(Task inputs Opens)

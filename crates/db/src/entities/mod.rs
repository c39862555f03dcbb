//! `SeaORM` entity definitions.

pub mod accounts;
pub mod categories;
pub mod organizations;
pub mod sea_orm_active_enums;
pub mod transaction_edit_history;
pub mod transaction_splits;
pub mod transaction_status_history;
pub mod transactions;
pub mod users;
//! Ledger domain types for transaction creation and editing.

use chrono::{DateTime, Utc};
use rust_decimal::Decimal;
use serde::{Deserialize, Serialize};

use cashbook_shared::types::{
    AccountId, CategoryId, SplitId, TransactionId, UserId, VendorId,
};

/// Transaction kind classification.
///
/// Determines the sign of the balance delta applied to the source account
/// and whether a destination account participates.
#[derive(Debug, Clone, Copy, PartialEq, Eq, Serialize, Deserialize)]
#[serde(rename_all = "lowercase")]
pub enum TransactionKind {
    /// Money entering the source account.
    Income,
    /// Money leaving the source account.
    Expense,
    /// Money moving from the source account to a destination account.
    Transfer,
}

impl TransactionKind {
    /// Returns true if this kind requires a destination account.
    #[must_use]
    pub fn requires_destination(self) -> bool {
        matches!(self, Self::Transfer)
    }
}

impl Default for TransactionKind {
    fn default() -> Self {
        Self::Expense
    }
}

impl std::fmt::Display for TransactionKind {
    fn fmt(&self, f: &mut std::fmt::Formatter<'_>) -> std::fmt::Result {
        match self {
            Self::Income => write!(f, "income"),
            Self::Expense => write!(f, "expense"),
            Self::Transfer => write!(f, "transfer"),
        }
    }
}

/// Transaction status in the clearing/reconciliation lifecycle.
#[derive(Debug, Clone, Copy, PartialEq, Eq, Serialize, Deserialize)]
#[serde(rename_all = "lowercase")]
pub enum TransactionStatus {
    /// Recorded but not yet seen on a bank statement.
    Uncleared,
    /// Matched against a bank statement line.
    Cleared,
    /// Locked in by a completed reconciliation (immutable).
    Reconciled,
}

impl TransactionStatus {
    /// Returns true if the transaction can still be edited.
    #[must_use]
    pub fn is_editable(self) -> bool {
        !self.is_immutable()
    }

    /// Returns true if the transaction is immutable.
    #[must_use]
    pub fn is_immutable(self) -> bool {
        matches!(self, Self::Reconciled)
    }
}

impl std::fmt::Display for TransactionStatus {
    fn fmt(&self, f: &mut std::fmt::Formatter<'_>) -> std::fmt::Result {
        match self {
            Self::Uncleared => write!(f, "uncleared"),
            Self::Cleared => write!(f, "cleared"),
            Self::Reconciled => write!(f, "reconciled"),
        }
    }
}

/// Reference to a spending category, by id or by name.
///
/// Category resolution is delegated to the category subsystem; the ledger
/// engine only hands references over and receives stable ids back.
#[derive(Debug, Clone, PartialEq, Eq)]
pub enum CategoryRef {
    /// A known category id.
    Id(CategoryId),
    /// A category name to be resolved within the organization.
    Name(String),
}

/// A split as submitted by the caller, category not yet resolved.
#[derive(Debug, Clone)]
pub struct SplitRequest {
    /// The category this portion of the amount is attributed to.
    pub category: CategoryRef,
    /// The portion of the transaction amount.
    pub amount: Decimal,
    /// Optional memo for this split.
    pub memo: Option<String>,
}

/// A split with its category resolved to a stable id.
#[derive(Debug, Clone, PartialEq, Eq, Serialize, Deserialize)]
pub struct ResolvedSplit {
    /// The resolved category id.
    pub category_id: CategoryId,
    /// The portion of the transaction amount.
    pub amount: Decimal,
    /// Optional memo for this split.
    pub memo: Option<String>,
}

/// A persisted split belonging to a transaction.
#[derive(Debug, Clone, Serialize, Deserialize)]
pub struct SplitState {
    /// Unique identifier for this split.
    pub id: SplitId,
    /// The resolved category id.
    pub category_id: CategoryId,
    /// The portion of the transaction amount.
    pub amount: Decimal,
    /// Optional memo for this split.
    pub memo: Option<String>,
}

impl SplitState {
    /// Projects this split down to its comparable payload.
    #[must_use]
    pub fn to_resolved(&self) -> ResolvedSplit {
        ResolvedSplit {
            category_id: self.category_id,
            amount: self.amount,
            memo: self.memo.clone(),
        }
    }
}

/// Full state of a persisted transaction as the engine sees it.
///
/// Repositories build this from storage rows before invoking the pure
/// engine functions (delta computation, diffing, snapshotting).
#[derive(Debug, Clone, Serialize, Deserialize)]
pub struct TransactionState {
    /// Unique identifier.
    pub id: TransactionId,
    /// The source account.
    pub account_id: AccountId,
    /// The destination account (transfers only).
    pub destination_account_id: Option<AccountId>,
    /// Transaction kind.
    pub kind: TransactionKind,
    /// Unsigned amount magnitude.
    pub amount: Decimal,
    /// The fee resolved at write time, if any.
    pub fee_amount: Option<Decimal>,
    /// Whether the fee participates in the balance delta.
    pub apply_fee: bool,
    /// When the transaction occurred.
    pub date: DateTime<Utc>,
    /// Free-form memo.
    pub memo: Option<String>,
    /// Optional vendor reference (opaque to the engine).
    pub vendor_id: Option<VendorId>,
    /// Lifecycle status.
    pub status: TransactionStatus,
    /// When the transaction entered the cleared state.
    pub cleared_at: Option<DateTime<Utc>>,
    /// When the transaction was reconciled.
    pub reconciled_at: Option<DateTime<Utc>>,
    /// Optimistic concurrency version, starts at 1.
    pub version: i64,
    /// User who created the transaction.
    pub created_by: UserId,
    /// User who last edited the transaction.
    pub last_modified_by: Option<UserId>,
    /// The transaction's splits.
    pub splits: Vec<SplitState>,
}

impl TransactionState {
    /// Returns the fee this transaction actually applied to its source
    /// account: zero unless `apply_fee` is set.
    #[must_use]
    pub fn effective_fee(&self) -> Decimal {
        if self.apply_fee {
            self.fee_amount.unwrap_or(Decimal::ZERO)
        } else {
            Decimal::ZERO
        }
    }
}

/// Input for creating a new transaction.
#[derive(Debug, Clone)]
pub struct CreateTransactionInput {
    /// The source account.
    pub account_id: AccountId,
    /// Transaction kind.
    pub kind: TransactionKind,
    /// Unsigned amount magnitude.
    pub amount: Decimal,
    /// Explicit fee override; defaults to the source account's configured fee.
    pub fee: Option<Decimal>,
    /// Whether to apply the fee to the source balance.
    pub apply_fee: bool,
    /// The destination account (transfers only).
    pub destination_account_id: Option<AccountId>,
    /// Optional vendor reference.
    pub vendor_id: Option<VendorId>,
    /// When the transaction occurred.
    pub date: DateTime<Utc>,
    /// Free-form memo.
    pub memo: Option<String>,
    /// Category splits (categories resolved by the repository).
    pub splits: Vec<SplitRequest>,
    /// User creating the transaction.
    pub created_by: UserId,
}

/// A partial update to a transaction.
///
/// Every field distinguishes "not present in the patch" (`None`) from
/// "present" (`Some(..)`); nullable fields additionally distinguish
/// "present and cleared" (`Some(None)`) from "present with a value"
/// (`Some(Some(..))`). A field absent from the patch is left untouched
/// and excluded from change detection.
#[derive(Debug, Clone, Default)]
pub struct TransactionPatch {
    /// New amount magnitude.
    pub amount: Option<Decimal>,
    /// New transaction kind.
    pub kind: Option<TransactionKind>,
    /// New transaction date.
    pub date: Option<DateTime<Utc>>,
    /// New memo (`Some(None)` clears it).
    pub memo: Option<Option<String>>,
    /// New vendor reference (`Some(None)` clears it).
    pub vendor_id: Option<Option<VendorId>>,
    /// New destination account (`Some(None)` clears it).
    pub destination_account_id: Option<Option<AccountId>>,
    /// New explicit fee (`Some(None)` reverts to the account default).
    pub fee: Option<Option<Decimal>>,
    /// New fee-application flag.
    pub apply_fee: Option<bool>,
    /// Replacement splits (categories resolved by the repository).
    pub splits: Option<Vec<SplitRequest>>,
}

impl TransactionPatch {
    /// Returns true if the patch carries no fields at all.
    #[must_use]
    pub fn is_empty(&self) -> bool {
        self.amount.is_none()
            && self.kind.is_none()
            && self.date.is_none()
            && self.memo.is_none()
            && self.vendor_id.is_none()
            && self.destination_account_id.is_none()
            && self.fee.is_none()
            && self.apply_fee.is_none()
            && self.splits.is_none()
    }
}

(Task inputs Closes)
(Task inputs Opens)

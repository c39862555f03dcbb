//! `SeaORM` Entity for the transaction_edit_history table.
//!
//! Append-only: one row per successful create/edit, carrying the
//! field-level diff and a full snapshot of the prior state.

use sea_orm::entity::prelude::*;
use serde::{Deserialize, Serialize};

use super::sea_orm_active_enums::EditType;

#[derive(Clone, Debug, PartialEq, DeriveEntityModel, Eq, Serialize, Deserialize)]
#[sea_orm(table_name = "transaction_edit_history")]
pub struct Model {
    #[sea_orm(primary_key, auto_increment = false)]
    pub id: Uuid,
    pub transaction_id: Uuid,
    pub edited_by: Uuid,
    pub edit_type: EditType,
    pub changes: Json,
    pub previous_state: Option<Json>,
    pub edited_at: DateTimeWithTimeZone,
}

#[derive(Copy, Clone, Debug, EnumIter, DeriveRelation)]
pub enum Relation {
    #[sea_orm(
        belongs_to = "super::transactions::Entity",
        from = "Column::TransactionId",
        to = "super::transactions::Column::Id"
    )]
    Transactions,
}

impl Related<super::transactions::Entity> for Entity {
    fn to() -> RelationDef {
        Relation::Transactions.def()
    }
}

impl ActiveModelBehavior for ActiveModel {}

(Task inputs Closes)

◆ Assignment
The expected answer is every line above in which the word "reconciliation" appears.

◆ Solution to this problem
/// Transaction status in the clearing/reconciliation lifecycle.
    /// Locked in by a completed reconciliation (immutable).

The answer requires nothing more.